Salesman (1969)
Directed by: Albert
Maysles & David Maysles & Charlotte Zwerin.
It is odd
to think that a film made in 1969, about a profession that has all but become
extinct in the decades since (and was already on its way out at the time) still
feels very much like a portrait of modern America. Salesman is a documentary
that follows a few Bible salesmen, who work door-to-door, trying to sell their
expensive, illustrated bibles to people who don’t really need them, and cannot
really afford them. They do this with the help of local churches – that’s where
the names come from – and on behalf of a company who we see sell the salesmen
themselves on a life that are assuredly never going to have. Wealth is not
coming to any of these guys – no matter how good they are at selling.

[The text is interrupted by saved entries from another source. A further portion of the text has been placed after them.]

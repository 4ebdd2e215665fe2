use std::sync::Arc;
use std::time::Duration;

use actix_cors::Cors;
use actix_web::{middleware, web, App, HttpServer};
use anyhow::Context;
use sqlx::postgres::PgPoolOptions;
use tokio::sync::watch;
use tracing::{info, warn};
use tracing_subscriber::{layer::SubscriberExt, util::SubscriberInitExt};

use verifiedagent::models::WalletAddress;
use verifiedagent::services::{
    AgentCache, AgentLedger, InMemoryAgentCache, PgAgentStore, RedisAgentCache, RpcAgentLedger,
};
use verifiedagent::{handlers, AppState, Config};

/// How often idle rate-limit windows are dropped
const RATE_LIMIT_PRUNE_INTERVAL: Duration = Duration::from_secs(60);

async fn build_cache(config: &Config) -> Arc<dyn AgentCache> {
    if let Some(url) = &config.redis_url {
        match RedisAgentCache::connect(url).await {
            Ok(cache) => {
                info!("Redis directory cache connected");
                return Arc::new(cache);
            }
            Err(e) => {
                warn!("Redis unavailable: {}. Falling back to in-process cache.", e);
            }
        }
    }
    Arc::new(InMemoryAgentCache::default())
}

fn build_ledger(config: &Config) -> anyhow::Result<Option<Arc<dyn AgentLedger>>> {
    let (Some(rpc_url), Some(contract)) = (&config.rpc_url, &config.contract_address) else {
        warn!("RPC_URL or CONTRACT_ADDRESS not set. Ledger fallback disabled.");
        return Ok(None);
    };

    let contract: WalletAddress = contract
        .parse()
        .map_err(|e: String| anyhow::anyhow!(e))
        .context("Invalid CONTRACT_ADDRESS")?;
    let ledger = RpcAgentLedger::new(rpc_url.clone(), contract.clone(), config.ledger_timeout())
        .context("Failed to build ledger client")?;

    info!(contract = %contract, "Registry ledger fallback enabled");
    Ok(Some(Arc::new(ledger)))
}

/// Periodically drop expired rate-limit windows until shutdown
fn spawn_rate_limit_pruner(state: web::Data<AppState>) -> watch::Sender<bool> {
    let (shutdown_tx, mut shutdown_rx) = watch::channel(false);

    tokio::spawn(async move {
        let mut timer = tokio::time::interval(RATE_LIMIT_PRUNE_INTERVAL);
        timer.tick().await;

        loop {
            tokio::select! {
                _ = timer.tick() => {
                    let removed = state.rate_limiter.prune().await;
                    if removed > 0 {
                        tracing::debug!(removed, "Pruned idle rate limit windows");
                    }
                }
                _ = shutdown_rx.changed() => {
                    if *shutdown_rx.borrow() {
                        break;
                    }
                }
            }
        }
    });

    shutdown_tx
}

#[actix_web::main]
async fn main() -> anyhow::Result<()> {
    dotenvy::dotenv().ok();

    tracing_subscriber::registry()
        .with(
            tracing_subscriber::EnvFilter::try_from_default_env()
                .unwrap_or_else(|_| "verifiedagent=debug,actix_web=info".into()),
        )
        .with(tracing_subscriber::fmt::layer())
        .init();

    let config = Config::from_env().context("Failed to load configuration")?;

    info!("Starting VerifiedAgent server on {}:{}", config.host, config.port);

    let db_pool = PgPoolOptions::new()
        .max_connections(config.database_max_connections)
        .connect(&config.database_url)
        .await
        .context("Failed to create database pool")?;

    info!("Database connection pool established");

    sqlx::migrate!("./migrations")
        .run(&db_pool)
        .await
        .context("Failed to run database migrations")?;

    info!("Database migrations completed");

    let cache = build_cache(&config).await;
    let ledger = build_ledger(&config)?;
    let store = Arc::new(PgAgentStore::new(db_pool.clone()));

    let server_addr = format!("{}:{}", config.host, config.port);
    let app_state = web::Data::new(
        AppState::new(config, store, Some(cache), ledger).context("Invalid auth configuration")?,
    );

    let pruner = spawn_rate_limit_pruner(app_state.clone());

    let state = app_state.clone();
    HttpServer::new(move || {
        // The browser frontend is served from another origin
        let cors = Cors::default()
            .allow_any_origin()
            .allow_any_method()
            .allow_any_header()
            .supports_credentials()
            .max_age(3600);

        App::new()
            .app_data(state.clone())
            .wrap(cors)
            .wrap(middleware::Logger::default())
            .wrap(middleware::Compress::default())
            .configure(handlers::configure_routes)
    })
    .bind(&server_addr)
    .with_context(|| format!("Failed to bind {server_addr}"))?
    .run()
    .await?;

    info!("Shutting down");
    let _ = pruner.send(true);
    db_pool.close().await;

    Ok(())
}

The film
really is about how the salesmen exploit the people they are selling to, at the
same time as being exploited by the company they work for. And what is the filmmaker’s
role in all of this? After all, when the salesmen show on the doorstep of the
people they are trying to convince to buy bibles, they are doing so with a film
crew in tow. And remember, this is 1969, when people didn’t obsessively
document every moment of their lives – and the equipment needed to film it all
was large and cumbersome. The reactions of all involved certainly changed
because they were being filmed.
Salesman
was the first feature film by the Maysles Brothers, Albert and David, who
alongside co-director and editor Charlotte Zwerin would follow this up with
Gimme Shelter (1970) – one of the greatest of all rock documentaries, and a
definitive statement on the end of the 1960s, and who (with different filmmakers,
not Zwerin) would make Grey Gardens (1975) – one of the most highly regarded
documentaries of all time just a few years later. Salesman is probably not
quite as well-known as those other two – it doesn’t have the benefit of the
Rolling Stones, or the eccentricities of Big and Little Edie to make it as
iconic as those films. But it is, in its way, a quietly sad film about its
subjects – all of whom are chasing their version of the American Dream, and not
really getting anywhere.
The sales
tactics the salesman use on the poor people whose houses they invade could be
described as high pressured, but friendly. They pretend to never hear the word
no, but they quite clearly hear every word they say, because everything they do
say, the salesmen turn it back on them, as another reason why they simply have
to have this bible. Isn’t it beautiful? Don’t you think you would get a lot of
use out of this? And who cannot afford just a couple of dollars a week – for
months on end. The people they meet almost all try and be friendly – even if
they know they don’t want it – they don’t want to say they don’t want it.
The film
ends up focusing on four salesmen – but really hones in on Paul – aka The
Badger (they all have animal names) who on the surface seems like the happiest
of the salesman – he is full of little jokes and one liners, he sings to
himself in the car – but is also the one who probably more than anyone else
sees through what they are doing. And yet, he is the saddest of them all as
well – a Willy Loman type, but one who realizes that he is Willy Loman, and is
just tired of it all. Where the rest of them are at least going through the
motions of trying to be successful, The Badger no longer much cares. There is
stench of desperation about him, and perhaps that’s why his sales are down.
Because,
of course, in America the confident man usually wins. Everyone knows, on some
level, that all of these salesmen are there to take advantage of them. No one
really needs a $50 bible – especially when you struggle to put food on the
table, and already have a bible of you own. But if you can confidentially sell
your crap, people want to buy, they want to believe – even if they know
somewhere they shouldn’t. Hell, you can become President that way.